Assinada por cérebros alinhados quer à direita quer à esquerda, a tese expendida tem um propósito benquisto: aliviar os tormentos da vida dos portugueses. Uma folga nas obrigações a cumprir, dizem os pensantes, abre campo a um cenário de crescimento através do qual jorrará o crédito às empresas e a concomitante criação de empregos e mais bem-estar. Afinal de contas, aceite o alívio na exigência temporal dos compromissos, alinhavar-se-ia a passagem do Inferno para o Purgatório....
A tese dos 70 "manifestantes" é bem intencionada, insista-se. Mas contém pecados e omissões.
Se de uma parte das eminências mais ou menos pardas não se ouviu um único "ai" quando a coligação no Poder e o Partido Socialista foram obedientes a rubricar um Pacto Orçamental exigente, não é inocente o momento escolhido para o manifesto. Está a chegar ao fim o programa de assistência desenhado a partir da ameaça de bancarrota da primavera de 2011 e nada como sugestionar os mercados antes de 17 de maio - mesmo estando na cara que parte da Europa não se dispõe a ser fiadora de um programa cautelar e ficaremos, pois, sujeitos aos riscos de tempestade sequencial a uma saída "limpa" imposta.

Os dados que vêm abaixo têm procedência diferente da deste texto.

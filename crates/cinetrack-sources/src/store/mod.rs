//! Schemaless document storage.
//!
//! Collections are addressed by slash-separated paths such as
//! `users/{uid}/reviews`. Every backend stores JSON objects keyed by
//! document id; the id itself is not part of the stored body.

pub mod file;
pub mod firestore;
pub mod memory;
pub mod value_codec;

pub use file::JsonFileStore;
pub use firestore::FirestoreStore;
pub use memory::MemoryStore;

use crate::error::StoreError;
use async_trait::async_trait;
use serde::de::DeserializeOwned;
use serde_json::Value;
use std::fmt;

#[derive(Debug, Clone, PartialEq, Eq, Hash, PartialOrd, Ord)]
pub struct CollectionPath(String);

impl CollectionPath {
    /// Top-level collection
    pub fn root(name: &str) -> Self {
        Self(name.to_string())
    }

    /// Collection owned by a user: `users/{uid}/{name}`
    pub fn user(uid: &str, name: &str) -> Self {
        Self(format!("users/{}/{}", uid, name))
    }

    pub fn as_str(&self) -> &str {
        &self.0
    }

    /// Last segment (the collection id)
    pub fn collection_id(&self) -> &str {
        self.0.rsplit('/').next().unwrap_or(&self.0)
    }

    /// Document path that owns this collection, if nested
    pub fn parent_document(&self) -> Option<&str> {
        self.0.rsplit_once('/').map(|(parent, _)| parent)
    }
}

impl fmt::Display for CollectionPath {
    fn fmt(&self, f: &mut fmt::Formatter<'_>) -> fmt::Result {
        write!(f, "{}", self.0)
    }
}

#[derive(Debug, Clone, PartialEq)]
pub struct Document {
    pub id: String,
    pub data: Value,
}

impl Document {
    pub fn new(id: impl Into<String>, data: Value) -> Self {
        Self { id: id.into(), data }
    }

    /// Deserialize into a model, injecting the document id as `id`
    pub fn parse<T: DeserializeOwned>(&self) -> Result<T, StoreError> {
        let mut data = self.data.clone();
        match data.as_object_mut() {
            Some(map) => {
                map.insert("id".to_string(), Value::String(self.id.clone()));
            }
            None => {
                return Err(StoreError::Malformed(format!("document {} is not an object", self.id)));
            }
        }
        Ok(serde_json::from_value(data)?)
    }
}

#[async_trait]
pub trait DocumentStore: Send + Sync {
    fn store_name(&self) -> &str;

    /// Fresh document id, unique within the store
    fn generate_id(&self) -> String {
        uuid::Uuid::new_v4().simple().to_string()
    }

    async fn get(&self, collection: &CollectionPath, id: &str) -> Result<Option<Document>, StoreError>;

    async fn list(&self, collection: &CollectionPath) -> Result<Vec<Document>, StoreError>;

    /// Documents whose top-level `field` equals `value`
    async fn query_eq(&self, collection: &CollectionPath, field: &str, value: &Value) -> Result<Vec<Document>, StoreError>;

    /// Insert with a store-assigned id; returns the id
    async fn insert(&self, collection: &CollectionPath, data: Value) -> Result<String, StoreError>;

    /// Create or overwrite the document at `id`
    async fn set(&self, collection: &CollectionPath, id: &str, data: Value) -> Result<(), StoreError>;

    /// Remove a document. Deleting a missing document is not an error.
    async fn delete(&self, collection: &CollectionPath, id: &str) -> Result<(), StoreError>;
}

pub(crate) fn expect_object(value: Value) -> Result<serde_json::Map<String, Value>, StoreError> {
    match value {
        Value::Object(map) => Ok(map),
        other => Err(StoreError::Malformed(format!("expected a JSON object, got {}", other))),
    }
}
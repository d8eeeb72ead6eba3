use crate::error::{ServiceError, ServiceResult};
use crate::{parse_document, parse_documents};
use chrono::Utc;
use cinetrack_models::{Review, ReviewStatus, ReviewType};
use cinetrack_sources::{CollectionPath, DocumentStore};
use serde_json::json;
use std::collections::HashMap;
use std::sync::Arc;
use tokio::sync::Mutex;
use tracing::{debug, info};

const COLLECTION: &str = "reviews";

/// Reviews owned by one user, stored at `users/{uid}/reviews`
#[derive(Clone)]
pub struct ReviewService {
    store: Arc<dyn DocumentStore>,
    collection: CollectionPath,
    // Serializes query-then-write upserts issued from this process
    upsert_lock: Arc<Mutex<()>>,
}

impl ReviewService {
    pub fn new(store: Arc<dyn DocumentStore>, uid: &str) -> Self {
        Self {
            store,
            collection: CollectionPath::user(uid, COLLECTION),
            upsert_lock: Arc::new(Mutex::new(())),
        }
    }

    /// Create the user's review for `movie_id`, or overwrite the existing one
    pub async fn create_review(
        &self,
        movie_id: &str,
        review_type: ReviewType,
        content: Option<String>,
    ) -> ServiceResult<Review> {
        if movie_id.trim().is_empty() {
            return Err(ServiceError::Validation("A review needs a movie id".to_string()));
        }
        let content = content.map(|c| c.trim().to_string()).filter(|c| !c.is_empty());

        let _guard = self.upsert_lock.lock().await;
        let now = Utc::now();

        if let Some(mut review) = self.get_reviews_by_movie_id(movie_id).await?.into_iter().next() {
            review.review_type = review_type;
            review.content = content;
            review.updated_at = now;
            self.store.set(&self.collection, &review.id, review.to_document()).await?;
            info!("Updated review {} for movie {} ({})", review.id, movie_id, review_type);
            return Ok(review);
        }

        let mut review = Review {
            id: String::new(),
            movie_id: movie_id.to_string(),
            content,
            review_type,
            created_at: now,
            updated_at: now,
        };
        review.id = self.store.insert(&self.collection, review.to_document()).await?;
        info!("Created review {} for movie {} ({})", review.id, movie_id, review_type);
        Ok(review)
    }

    pub async fn get_reviews_by_movie_id(&self, movie_id: &str) -> ServiceResult<Vec<Review>> {
        let documents = self
            .store
            .query_eq(&self.collection, "movieId", &json!(movie_id))
            .await?;
        Ok(parse_documents(&documents, "review"))
    }

    /// Every review of the user, most recently updated first
    pub async fn get_all_user_reviews(&self) -> ServiceResult<Vec<Review>> {
        let documents = self.store.list(&self.collection).await?;
        let mut reviews: Vec<Review> = parse_documents(&documents, "review");
        reviews.sort_by(|a, b| b.updated_at.cmp(&a.updated_at));
        debug!("Loaded {} review(s)", reviews.len());
        Ok(reviews)
    }

    pub async fn get_review_by_id(&self, id: &str) -> ServiceResult<Option<Review>> {
        let document = self.store.get(&self.collection, id).await?;
        Ok(parse_document(document)?)
    }

    pub async fn delete_review(&self, id: &str) -> ServiceResult<()> {
        self.store.delete(&self.collection, id).await?;
        info!("Deleted review {}", id);
        Ok(())
    }

    /// Remove every review pointing at `movie_id`; returns how many were removed
    pub async fn delete_reviews_by_movie_id(&self, movie_id: &str) -> ServiceResult<usize> {
        let documents = self
            .store
            .query_eq(&self.collection, "movieId", &json!(movie_id))
            .await?;
        for document in &documents {
            self.store.delete(&self.collection, &document.id).await?;
        }
        if !documents.is_empty() {
            info!("Deleted {} review(s) of movie {}", documents.len(), movie_id);
        }
        Ok(documents.len())
    }

    /// Status of the user's own review for one movie
    pub async fn status_for(&self, movie_id: &str) -> ServiceResult<Option<ReviewStatus>> {
        Ok(self
            .get_reviews_by_movie_id(movie_id)
            .await?
            .first()
            .map(|r| ReviewStatus::from(r.review_type)))
    }

    /// movie id -> review status, built from a single listing
    pub async fn status_index(&self) -> ServiceResult<HashMap<String, ReviewStatus>> {
        let documents = self.store.list(&self.collection).await?;
        let reviews: Vec<Review> = parse_documents(&documents, "review");
        let mut index = HashMap::with_capacity(reviews.len());
        for review in reviews {
            index
                .entry(review.movie_id)
                .or_insert_with(|| ReviewStatus::from(review.review_type));
        }
        Ok(index)
    }
}
pub mod comment;
pub mod movie;
pub mod playlist;
pub mod profile;
pub mod review;
pub mod status;
pub mod tag;

pub use comment::Comment;
pub use movie::{Movie, MovieDraft, MoviePatch, EXTERNAL_ID_PREFIX};
pub use playlist::{Playlist, PlaylistPatch};
pub use profile::UserProfile;
pub use review::{Review, ReviewType};
pub use status::ReviewStatus;
pub use tag::{Answer, Tag, TagUpdate, WatchStatus};
use once_cell::sync::Lazy;
use regex::Regex;
use serde::Serialize;

pub const MIN_PASSWORD_LENGTH: usize = 8;

static EMAIL_RE: Lazy<Regex> = Lazy::new(|| Regex::new(r"^[^\s@]+@[^\s@]+\.[^\s@]+$").unwrap());

/// Result of checking a password against the sign-up rules
#[derive(Debug, Clone, Copy, PartialEq, Eq, Serialize)]
#[serde(rename_all = "camelCase")]
pub struct PasswordCheck {
    pub valid_length: bool,
    pub has_uppercase: bool,
    pub has_number: bool,
    pub has_special: bool,
}

impl PasswordCheck {
    /// Number of satisfied rules, 0 to 4
    pub fn strength(&self) -> u8 {
        [self.valid_length, self.has_uppercase, self.has_number, self.has_special]
            .iter()
            .filter(|ok| **ok)
            .count() as u8
    }

    pub fn is_acceptable(&self) -> bool {
        self.strength() == 4
    }

    /// Human-readable list of the rules still missing
    pub fn missing(&self) -> Vec<&'static str> {
        let mut missing = Vec::new();
        if !self.valid_length {
            missing.push("at least 8 characters");
        }
        if !self.has_uppercase {
            missing.push("an uppercase letter");
        }
        if !self.has_number {
            missing.push("a number");
        }
        if !self.has_special {
            missing.push("a special character");
        }
        missing
    }
}

pub fn validate_password(password: &str) -> PasswordCheck {
    PasswordCheck {
        valid_length: password.chars().count() >= MIN_PASSWORD_LENGTH,
        has_uppercase: password.chars().any(char::is_uppercase),
        has_number: password.chars().any(|c| c.is_ascii_digit()),
        has_special: password.chars().any(|c| !c.is_alphanumeric() && !c.is_whitespace()),
    }
}

/// Shape check only: `local@domain.tld` with no whitespace
pub fn validate_email(email: &str) -> bool {
    EMAIL_RE.is_match(email.trim())
}

#[cfg(test)]
mod tests {
    use super::*;

    #[test]
    fn test_weak_password() {
        let check = validate_password("abc");
        assert!(!check.valid_length);
        assert!(!check.has_uppercase);
        assert!(!check.has_number);
        assert!(!check.has_special);
        assert_eq!(check.strength(), 0);
        assert_eq!(check.missing().len(), 4);
    }

    #[test]
    fn test_strong_password() {
        let check = validate_password("Pipoca#2024");
        assert_eq!(check.strength(), 4);
        assert!(check.is_acceptable());
        assert!(check.missing().is_empty());
    }

    #[test]
    fn test_partial_password() {
        let check = validate_password("pipocadoce1");
        assert!(check.valid_length);
        assert!(check.has_number);
        assert_eq!(check.strength(), 2);
        assert!(!check.is_acceptable());
    }

    #[test]
    fn test_length_counts_characters() {
        assert!(validate_password("ção€ção€").valid_length);
        assert!(!validate_password("       ").has_special);
    }

    #[test]
    fn test_validate_email() {
        assert!(validate_email("ana@example.com"));
        assert!(validate_email(" ana.souza+filmes@mail.com.br "));
        assert!(!validate_email("ana@example"));
        assert!(!validate_email("ana example@x.com"));
        assert!(!validate_email("@x.com"));
    }
}
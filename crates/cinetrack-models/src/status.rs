use serde::{Deserialize, Serialize};
use crate::review::ReviewType;

/// Status code shown next to a movie for the viewer's own review
///
/// The wire codes are the ones the mobile screens switch their icons on.
#[derive(Debug, Clone, Copy, Serialize, Deserialize, PartialEq, Eq, Hash)]
pub enum ReviewStatus {
    #[serde(rename = "like2")]
    Like,
    #[serde(rename = "dislike2")]
    Dislike,
    #[serde(rename = "staro")]
    Favorite,
}

impl ReviewStatus {
    pub fn code(&self) -> &'static str {
        match self {
            ReviewStatus::Like => "like2",
            ReviewStatus::Dislike => "dislike2",
            ReviewStatus::Favorite => "staro",
        }
    }
}

impl From<ReviewType> for ReviewStatus {
    fn from(review_type: ReviewType) -> Self {
        match review_type {
            ReviewType::Like => ReviewStatus::Like,
            ReviewType::Dislike => ReviewStatus::Dislike,
            ReviewType::Favorite => ReviewStatus::Favorite,
        }
    }
}

#[cfg(test)]
mod tests {
    use super::*;

    #[test]
    fn test_review_type_maps_to_status_code() {
        assert_eq!(ReviewStatus::from(ReviewType::Like).code(), "like2");
        assert_eq!(ReviewStatus::from(ReviewType::Dislike).code(), "dislike2");
        assert_eq!(ReviewStatus::from(ReviewType::Favorite).code(), "staro");
    }

    #[test]
    fn test_status_serializes_as_code() {
        let json = serde_json::to_string(&ReviewStatus::Favorite).unwrap();
        assert_eq!(json, "\"staro\"");
    }
}
pub mod auth;
pub mod cache;
pub mod comment;
pub mod error;
pub mod filter;
pub mod movie;
pub mod playlist;
pub mod review;
pub mod search;
pub mod services;
pub mod tag;
pub mod validation;

#[cfg(test)]
pub(crate) mod testing;

pub use auth::AuthGateway;
pub use cache::MovieCache;
pub use comment::CommentService;
pub use error::{ServiceError, ServiceResult};
pub use filter::{MovieFilter, Provenance};
pub use movie::{MovieDeletion, MovieService};
pub use playlist::PlaylistService;
pub use review::ReviewService;
pub use search::{SearchOutcome, SearchSession};
pub use services::Services;
pub use tag::TagService;
pub use validation::{validate_email, validate_password, PasswordCheck};

use cinetrack_sources::{Document, StoreError};
use serde::de::DeserializeOwned;
use tracing::warn;

/// Parse every document, skipping (and logging) ones that no longer match the model
pub(crate) fn parse_documents<T: DeserializeOwned>(documents: &[Document], kind: &str) -> Vec<T> {
    documents
        .iter()
        .filter_map(|doc| match doc.parse::<T>() {
            Ok(item) => Some(item),
            Err(e) => {
                warn!("Skipping malformed {} document {}: {}", kind, doc.id, e);
                None
            }
        })
        .collect()
}

pub(crate) fn parse_document<T: DeserializeOwned>(document: Option<Document>) -> Result<Option<T>, StoreError> {
    document.map(|doc| doc.parse::<T>()).transpose()
}
use chrono::{DateTime, Utc};
use serde::{Deserialize, Serialize};

/// Named, ordered collection of movie ids owned by one user
#[derive(Debug, Clone, Serialize, Deserialize, PartialEq)]
#[serde(rename_all = "camelCase")]
pub struct Playlist {
    pub id: String,
    pub user_id: String,
    pub name: String,
    #[serde(default, skip_serializing_if = "Option::is_none")]
    pub description: Option<String>,
    #[serde(default)]
    pub movie_ids: Vec<String>,
    #[serde(default, skip_serializing_if = "Option::is_none")]
    pub cover_url: Option<String>,
    #[serde(default = "Utc::now")]
    pub created_at: DateTime<Utc>,
}

impl Playlist {
    pub fn contains(&self, movie_id: &str) -> bool {
        self.movie_ids.iter().any(|id| id == movie_id)
    }

    pub fn to_document(&self) -> serde_json::Value {
        let mut value = serde_json::to_value(self).unwrap_or(serde_json::Value::Null);
        if let Some(map) = value.as_object_mut() {
            map.remove("id");
        }
        value
    }
}

#[derive(Debug, Clone, Default, PartialEq)]
pub struct PlaylistPatch {
    pub name: Option<String>,
    pub description: Option<Option<String>>,
    pub cover_url: Option<Option<String>>,
}

impl PlaylistPatch {
    pub fn apply(&self, playlist: &mut Playlist) {
        if let Some(ref name) = self.name {
            playlist.name = name.clone();
        }
        if let Some(ref description) = self.description {
            playlist.description = description.clone();
        }
        if let Some(ref cover_url) = self.cover_url {
            playlist.cover_url = cover_url.clone();
        }
    }
}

O alívio proposto nos encargos de uma dívida de regularização duríssima socorre-se no manifesto do exemplo da reestruturação e mesmo perdão de dívida da Alemanha pós-II Guerra Mundial, mas não compara abissais diferenças entre a frugalidade germânica e a irresponsabilidade portuguesa, feita de eleitoralite aguda e alimentadora dos grandes grupos económicos pendurados num Estado inamovível e até ver irreformável.
O manifesto de tão insignes figuras agregadas ao histórico de vícios das últimas décadas servirá para impressionar os desatentos. Perdeu foi a oportunidade de balizar algo de essencial: como vai o país garantir, mesmo com a extensão de prazos da dívida, não incorrer nos dislates do costume - mais e mais concubinato público-privado, mais e mais rendas definhadoras da vida do país.
Uma reestruturação da dívida até pode fazer sentido, embora também afete credores nacionais, da Banca a simples cidadãos. O problema é inexistir quem garanta pôr travão a seguir às sanguessugas do costume do erário público.